Land surrounding many transit hubs is often used inefficiently. Urban trains often have parking minimums that prevent TOD by covering land for thousands of potential homes in asphalt. Revisiting parking minimums could help promote housing construction.

This includes repurposing land currently reserved for park and rides for development. Surface parking lots can also dissuade potential transit passengers living nearby from walking to stations, stifling transit use and reinforcing car dependency. Eliminating overbearing parking minimums on transit could encourage more construction of TODs in areas where such development would have otherwise been impossible.

Several local policy changes could make urban areas friendlier to TOD. One option is to reduce the amount of parking spaces required for transit stations and nearby buildings. There is little need for parking at the scale currently suggested by many local regulations. A 2017 study found TODs in five major cities generate a demand for parking that fills only half of the spaces allotted by planning standards. Hartford, Connecticut, and Buffalo, New York, eliminated parking minimums altogether in 2017, showing such change is feasible at the municipal level. Arlington County, Virginia, meanwhile, has adopted an approach to urban planning that focuses on high-density, mixed-use development in areas around rapid transit stations, which has allowed for a corridor of walkable transit-oriented communities—including the aforementioned Clarendon—to emerge.

Implementing shared parking (PDF) agreements, in which parking for multiple developments are combined, can also cut down on the overall space around transit taken up by parking. Creating exceptions to existing parking regulations and minimums in corridors best suited for TODs, as has been proposed in Chicago, can open the door for limited, yet effective, TOD.

Much of the burden for these changes falls on city governments and local officials, especially zoning and planning boards, which are responsible for setting ordinances that determine land-use standards for future development. Transit agencies and developers also play a significant role in this process, and their cooperation is key. Transit agencies can take initiative to eliminate or reduce park and rides and plan transit expansions with the aim of facilitating future transit-oriented development. They can also lease valuable real estate to developers to allow for housing construction while providing a much-needed source of revenue for transit agencies reeling from pandemic-related ridership decreases.

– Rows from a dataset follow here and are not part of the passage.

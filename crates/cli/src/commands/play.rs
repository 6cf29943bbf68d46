//! Gift and wager commands.

use crate::db;
use anyhow::Result;
use rust_decimal::Decimal;
use std::path::Path;

pub async fn gift(db_path: &Path, user_id: i64) -> Result<()> {
    let engine = db::open_engine(db_path).await?;
    let claim = engine.gifts().claim(user_id).await?;
    println!("Gift claimed: {} (balance {})", claim.amount, claim.balance);
    Ok(())
}

pub async fn wager(db_path: &Path, user_id: i64, bet: Decimal) -> Result<()> {
    let engine = db::open_engine(db_path).await?;
    let outcome = engine.wagers().play(user_id, bet).await?;

    if outcome.won {
        println!("Won! +{} (balance {})", outcome.net, outcome.balance);
    } else if outcome.capped_by_pool {
        println!(
            "Lost: the pool could not cover the payout. {} (balance {})",
            outcome.net, outcome.balance
        );
    } else {
        println!("Lost. {} (balance {})", outcome.net, outcome.balance);
    }
    Ok(())
}
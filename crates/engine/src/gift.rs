//! Gift cooldown tracker
//!
//! One random credit per rolling 24-hour window per user. The window is a
//! strict duration measured from the previous claim, not a calendar-day
//! comparison, so behaviour is identical at any hour.

use crate::context::ServiceContext;
use crate::error::{EngineError, EngineResult};
use crate::ledger::apply_delta_on;
use bankbot_core::{ids, Transaction};
use bankbot_persistence::{TransactionRepo, UserRepo};
use rust_decimal::Decimal;
use tracing::info;

/// Decimal places kept on the drawn gift amount.
const GIFT_PRECISION: u32 = 3;

/// Result of a successful claim.
#[derive(Debug, Clone)]
pub struct GiftClaim {
    pub amount: Decimal,
    pub balance: Decimal,
}

/// Gift Cooldown Tracker service.
pub struct GiftService<'a> {
    ctx: &'a ServiceContext,
}

impl<'a> GiftService<'a> {
    pub fn new(ctx: &'a ServiceContext) -> Self {
        Self { ctx }
    }

    /// Claim the daily gift: draws a uniform amount in the configured
    /// range, credits it, stamps the claim time, and logs it — atomically.
    pub async fn claim(&self, user_id: i64) -> EngineResult<GiftClaim> {
        let _guard = self.ctx.lock_writes().await;
        let now = self.ctx.now();
        let config = self.ctx.config();
        let mut tx = self.ctx.pool().begin().await?;

        if let Some(row) = UserRepo::get(&mut *tx, user_id).await? {
            let account = row.into_account()?;
            if let Some(last) = account.last_gift_at {
                let elapsed = now - last;
                if elapsed < config.gift_cooldown {
                    let retry_after = config.gift_cooldown - elapsed;
                    return Err(EngineError::CooldownActive {
                        retry_after_secs: retry_after.num_seconds().max(1),
                    });
                }
            }
        }

        let amount = self.draw_amount();
        let balance = apply_delta_on(&mut tx, user_id, amount).await?;
        UserRepo::stamp_gift(&mut *tx, user_id, now).await?;

        let record = Transaction::daily_gift(&ids::transaction_id(), user_id, amount, now);
        TransactionRepo::append(&mut *tx, &record).await?;
        tx.commit().await?;

        info!(user_id, amount = %amount, "daily gift claimed");
        Ok(GiftClaim { amount, balance })
    }

    /// Uniform draw in `[gift_min, gift_max]`, kept to gift precision.
    fn draw_amount(&self) -> Decimal {
        let config = self.ctx.config();
        let span = config.gift_max - config.gift_min;
        let unit = Decimal::try_from(self.ctx.random_unit()).unwrap_or(Decimal::ZERO);
        (config.gift_min + span * unit).round_dp(GIFT_PRECISION)
    }
}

Properly executed TOD can have far-reaching quality-of-life and environmental effects, creating residential and commercial spaces that can be accessed without automobiles. Eliminating parking minimums or reforming existing parking land-use regulations through shared parking spaces can help open the door to thousands of new homes in dense, walkable communities that are more sustainable and livable than car-dependent communities. Rather than being notable exceptions, Clarendon and similar neighborhoods can be a model for building communities that prioritize sustainability and livability by putting people and transit first.